-- EXERCISE INSTRUCTIONS --
Among the entries below, find the lines with "heavy" and copy them.

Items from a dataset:
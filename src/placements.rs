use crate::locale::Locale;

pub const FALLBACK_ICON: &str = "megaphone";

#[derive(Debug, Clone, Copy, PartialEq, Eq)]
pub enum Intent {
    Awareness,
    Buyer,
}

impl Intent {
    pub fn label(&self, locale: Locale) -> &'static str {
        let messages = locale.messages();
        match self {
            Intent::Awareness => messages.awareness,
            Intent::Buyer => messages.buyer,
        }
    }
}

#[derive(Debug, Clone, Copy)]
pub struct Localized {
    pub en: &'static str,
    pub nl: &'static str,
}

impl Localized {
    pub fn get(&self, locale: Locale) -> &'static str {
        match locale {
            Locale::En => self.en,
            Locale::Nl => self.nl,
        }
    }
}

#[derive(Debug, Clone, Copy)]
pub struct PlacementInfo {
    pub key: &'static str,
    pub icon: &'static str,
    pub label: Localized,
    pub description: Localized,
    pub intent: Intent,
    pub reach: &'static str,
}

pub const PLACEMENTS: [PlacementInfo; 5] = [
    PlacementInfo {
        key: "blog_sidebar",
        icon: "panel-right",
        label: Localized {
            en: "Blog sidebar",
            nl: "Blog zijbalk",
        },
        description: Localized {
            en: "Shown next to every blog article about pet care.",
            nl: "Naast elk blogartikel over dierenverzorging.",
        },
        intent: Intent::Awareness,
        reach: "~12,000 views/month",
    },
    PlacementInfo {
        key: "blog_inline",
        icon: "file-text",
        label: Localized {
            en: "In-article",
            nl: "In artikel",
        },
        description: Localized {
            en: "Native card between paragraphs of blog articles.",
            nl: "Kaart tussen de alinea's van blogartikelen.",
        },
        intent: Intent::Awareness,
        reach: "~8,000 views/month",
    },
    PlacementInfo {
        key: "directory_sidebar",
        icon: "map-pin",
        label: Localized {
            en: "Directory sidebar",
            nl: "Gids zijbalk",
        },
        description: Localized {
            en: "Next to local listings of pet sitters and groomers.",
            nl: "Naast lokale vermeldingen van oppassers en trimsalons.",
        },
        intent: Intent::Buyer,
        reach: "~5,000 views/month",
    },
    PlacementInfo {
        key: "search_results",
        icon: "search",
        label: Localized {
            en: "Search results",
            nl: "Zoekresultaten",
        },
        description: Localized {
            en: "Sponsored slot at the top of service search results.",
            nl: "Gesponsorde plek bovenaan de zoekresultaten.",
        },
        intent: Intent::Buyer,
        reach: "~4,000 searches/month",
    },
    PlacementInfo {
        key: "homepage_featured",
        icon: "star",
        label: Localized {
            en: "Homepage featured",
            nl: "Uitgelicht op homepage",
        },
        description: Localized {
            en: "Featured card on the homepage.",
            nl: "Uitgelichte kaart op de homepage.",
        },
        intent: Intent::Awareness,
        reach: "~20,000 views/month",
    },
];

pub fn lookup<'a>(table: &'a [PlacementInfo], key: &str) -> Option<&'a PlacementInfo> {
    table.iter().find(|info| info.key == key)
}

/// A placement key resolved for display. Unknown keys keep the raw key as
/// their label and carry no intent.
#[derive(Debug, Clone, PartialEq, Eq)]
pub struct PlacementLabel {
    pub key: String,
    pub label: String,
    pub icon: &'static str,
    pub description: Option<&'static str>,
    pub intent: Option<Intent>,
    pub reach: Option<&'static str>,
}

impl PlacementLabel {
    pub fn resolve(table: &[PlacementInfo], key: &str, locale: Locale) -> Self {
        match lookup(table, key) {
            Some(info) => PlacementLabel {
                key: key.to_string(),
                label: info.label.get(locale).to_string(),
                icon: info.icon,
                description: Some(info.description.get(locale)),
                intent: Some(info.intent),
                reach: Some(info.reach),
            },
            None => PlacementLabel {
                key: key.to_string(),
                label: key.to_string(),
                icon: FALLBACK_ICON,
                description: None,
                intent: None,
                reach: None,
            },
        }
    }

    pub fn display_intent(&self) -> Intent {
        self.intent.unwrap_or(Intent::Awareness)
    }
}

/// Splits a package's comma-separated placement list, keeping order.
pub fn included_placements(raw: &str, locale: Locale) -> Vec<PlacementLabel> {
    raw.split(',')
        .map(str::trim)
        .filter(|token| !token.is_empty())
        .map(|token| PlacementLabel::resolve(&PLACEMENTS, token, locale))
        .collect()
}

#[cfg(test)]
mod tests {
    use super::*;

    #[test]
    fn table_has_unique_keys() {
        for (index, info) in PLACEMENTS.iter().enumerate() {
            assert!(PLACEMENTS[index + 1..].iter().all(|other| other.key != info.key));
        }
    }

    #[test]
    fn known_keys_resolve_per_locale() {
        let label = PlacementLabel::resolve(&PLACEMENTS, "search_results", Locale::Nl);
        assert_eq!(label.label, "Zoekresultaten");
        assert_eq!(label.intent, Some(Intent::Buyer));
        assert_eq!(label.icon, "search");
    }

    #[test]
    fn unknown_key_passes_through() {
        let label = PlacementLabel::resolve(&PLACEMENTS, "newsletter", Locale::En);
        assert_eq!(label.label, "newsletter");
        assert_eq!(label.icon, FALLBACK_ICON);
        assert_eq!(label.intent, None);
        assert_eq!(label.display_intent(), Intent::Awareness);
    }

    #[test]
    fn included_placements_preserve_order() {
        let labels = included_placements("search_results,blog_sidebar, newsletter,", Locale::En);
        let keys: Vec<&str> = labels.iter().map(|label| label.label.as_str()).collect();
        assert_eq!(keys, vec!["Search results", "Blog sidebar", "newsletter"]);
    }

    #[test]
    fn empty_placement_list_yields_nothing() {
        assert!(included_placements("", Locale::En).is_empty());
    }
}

--

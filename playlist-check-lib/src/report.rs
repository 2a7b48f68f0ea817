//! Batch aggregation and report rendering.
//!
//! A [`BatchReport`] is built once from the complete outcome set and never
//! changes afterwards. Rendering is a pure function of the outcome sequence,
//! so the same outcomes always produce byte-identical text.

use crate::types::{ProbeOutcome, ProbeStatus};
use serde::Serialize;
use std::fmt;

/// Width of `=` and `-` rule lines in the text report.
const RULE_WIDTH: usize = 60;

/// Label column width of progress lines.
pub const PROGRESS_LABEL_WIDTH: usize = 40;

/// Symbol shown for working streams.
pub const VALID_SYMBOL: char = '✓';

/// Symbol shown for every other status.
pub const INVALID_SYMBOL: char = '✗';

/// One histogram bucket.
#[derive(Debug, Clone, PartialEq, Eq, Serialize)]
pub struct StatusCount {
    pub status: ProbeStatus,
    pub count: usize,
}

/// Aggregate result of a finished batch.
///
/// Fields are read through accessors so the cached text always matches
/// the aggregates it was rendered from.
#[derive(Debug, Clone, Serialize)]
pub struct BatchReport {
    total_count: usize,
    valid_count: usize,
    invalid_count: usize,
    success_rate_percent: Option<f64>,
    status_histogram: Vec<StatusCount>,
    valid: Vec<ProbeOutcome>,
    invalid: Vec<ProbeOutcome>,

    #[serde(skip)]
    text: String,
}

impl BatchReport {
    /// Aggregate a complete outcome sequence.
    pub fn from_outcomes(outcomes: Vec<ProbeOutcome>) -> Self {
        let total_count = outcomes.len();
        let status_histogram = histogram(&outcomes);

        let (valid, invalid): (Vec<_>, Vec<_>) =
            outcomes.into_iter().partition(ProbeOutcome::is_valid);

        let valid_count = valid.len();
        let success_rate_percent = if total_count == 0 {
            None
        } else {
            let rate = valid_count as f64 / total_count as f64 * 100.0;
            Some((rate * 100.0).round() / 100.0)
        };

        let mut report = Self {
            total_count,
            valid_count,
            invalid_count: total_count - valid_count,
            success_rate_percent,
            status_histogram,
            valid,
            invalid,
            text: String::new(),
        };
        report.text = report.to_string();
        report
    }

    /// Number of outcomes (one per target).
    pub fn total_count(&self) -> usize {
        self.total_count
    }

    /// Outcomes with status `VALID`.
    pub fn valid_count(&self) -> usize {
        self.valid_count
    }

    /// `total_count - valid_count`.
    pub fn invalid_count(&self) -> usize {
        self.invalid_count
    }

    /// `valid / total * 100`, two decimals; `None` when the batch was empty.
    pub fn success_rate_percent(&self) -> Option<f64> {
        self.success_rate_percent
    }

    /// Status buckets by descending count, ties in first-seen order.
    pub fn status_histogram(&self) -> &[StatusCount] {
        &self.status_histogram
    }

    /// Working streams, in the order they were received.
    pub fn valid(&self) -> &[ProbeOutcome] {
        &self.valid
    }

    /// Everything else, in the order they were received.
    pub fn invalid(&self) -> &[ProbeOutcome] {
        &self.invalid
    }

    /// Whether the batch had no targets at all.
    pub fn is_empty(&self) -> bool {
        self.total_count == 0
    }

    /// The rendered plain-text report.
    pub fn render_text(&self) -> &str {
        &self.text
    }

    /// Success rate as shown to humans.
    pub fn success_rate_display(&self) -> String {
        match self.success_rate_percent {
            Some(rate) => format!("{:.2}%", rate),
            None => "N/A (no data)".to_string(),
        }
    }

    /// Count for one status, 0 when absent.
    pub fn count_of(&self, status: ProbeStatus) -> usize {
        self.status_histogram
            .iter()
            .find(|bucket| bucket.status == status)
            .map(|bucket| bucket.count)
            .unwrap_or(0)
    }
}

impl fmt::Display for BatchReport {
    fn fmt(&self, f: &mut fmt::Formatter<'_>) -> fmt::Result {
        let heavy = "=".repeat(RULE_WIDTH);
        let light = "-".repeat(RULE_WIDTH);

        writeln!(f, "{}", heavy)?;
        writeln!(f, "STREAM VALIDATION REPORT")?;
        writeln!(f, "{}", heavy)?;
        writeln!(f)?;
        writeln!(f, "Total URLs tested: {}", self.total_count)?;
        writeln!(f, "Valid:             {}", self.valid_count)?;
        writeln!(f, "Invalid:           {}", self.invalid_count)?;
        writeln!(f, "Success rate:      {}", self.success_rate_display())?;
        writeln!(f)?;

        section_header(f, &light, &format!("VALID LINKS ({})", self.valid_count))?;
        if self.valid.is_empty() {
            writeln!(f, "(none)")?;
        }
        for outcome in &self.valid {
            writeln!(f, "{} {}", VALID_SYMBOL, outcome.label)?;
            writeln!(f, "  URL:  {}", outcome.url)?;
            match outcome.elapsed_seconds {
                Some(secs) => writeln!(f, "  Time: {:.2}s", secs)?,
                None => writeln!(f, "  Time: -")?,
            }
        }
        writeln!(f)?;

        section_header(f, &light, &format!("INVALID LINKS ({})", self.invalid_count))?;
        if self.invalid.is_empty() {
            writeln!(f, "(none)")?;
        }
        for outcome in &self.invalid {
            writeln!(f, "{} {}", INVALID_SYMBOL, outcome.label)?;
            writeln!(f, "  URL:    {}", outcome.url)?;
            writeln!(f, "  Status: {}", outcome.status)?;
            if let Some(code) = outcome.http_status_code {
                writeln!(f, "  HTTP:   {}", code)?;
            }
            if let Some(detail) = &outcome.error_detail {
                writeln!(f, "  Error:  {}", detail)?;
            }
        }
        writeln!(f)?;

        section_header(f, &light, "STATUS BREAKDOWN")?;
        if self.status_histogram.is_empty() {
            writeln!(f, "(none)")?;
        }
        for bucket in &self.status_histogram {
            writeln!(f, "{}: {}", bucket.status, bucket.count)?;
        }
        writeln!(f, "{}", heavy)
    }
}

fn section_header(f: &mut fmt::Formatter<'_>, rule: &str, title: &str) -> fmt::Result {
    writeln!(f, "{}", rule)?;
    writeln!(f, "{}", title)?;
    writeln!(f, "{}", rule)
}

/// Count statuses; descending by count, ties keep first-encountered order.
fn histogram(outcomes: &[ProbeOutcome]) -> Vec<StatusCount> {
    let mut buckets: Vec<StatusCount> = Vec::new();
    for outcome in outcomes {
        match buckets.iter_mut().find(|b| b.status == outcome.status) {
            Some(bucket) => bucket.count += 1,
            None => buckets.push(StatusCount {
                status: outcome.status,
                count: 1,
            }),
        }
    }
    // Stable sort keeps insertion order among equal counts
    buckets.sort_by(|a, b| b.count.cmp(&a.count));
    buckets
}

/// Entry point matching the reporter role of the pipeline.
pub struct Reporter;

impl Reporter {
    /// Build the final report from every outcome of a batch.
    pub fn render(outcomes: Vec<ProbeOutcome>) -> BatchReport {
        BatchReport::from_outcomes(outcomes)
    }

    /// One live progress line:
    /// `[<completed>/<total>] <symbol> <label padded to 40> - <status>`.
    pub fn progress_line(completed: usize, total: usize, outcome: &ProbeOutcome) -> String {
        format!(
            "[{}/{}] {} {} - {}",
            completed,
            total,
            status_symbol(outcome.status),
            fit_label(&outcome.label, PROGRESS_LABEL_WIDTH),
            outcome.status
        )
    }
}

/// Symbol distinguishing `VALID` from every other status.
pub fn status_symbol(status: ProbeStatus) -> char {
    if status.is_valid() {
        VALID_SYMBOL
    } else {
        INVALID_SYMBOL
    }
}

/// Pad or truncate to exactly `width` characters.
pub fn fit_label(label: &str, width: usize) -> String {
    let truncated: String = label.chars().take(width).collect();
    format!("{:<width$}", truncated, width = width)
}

-- SOLUTION --
        let heavy = "=".repeat(RULE_WIDTH);
        writeln!(f, "{}", heavy)?;
        writeln!(f, "{}", heavy)?;
        writeln!(f, "{}", heavy)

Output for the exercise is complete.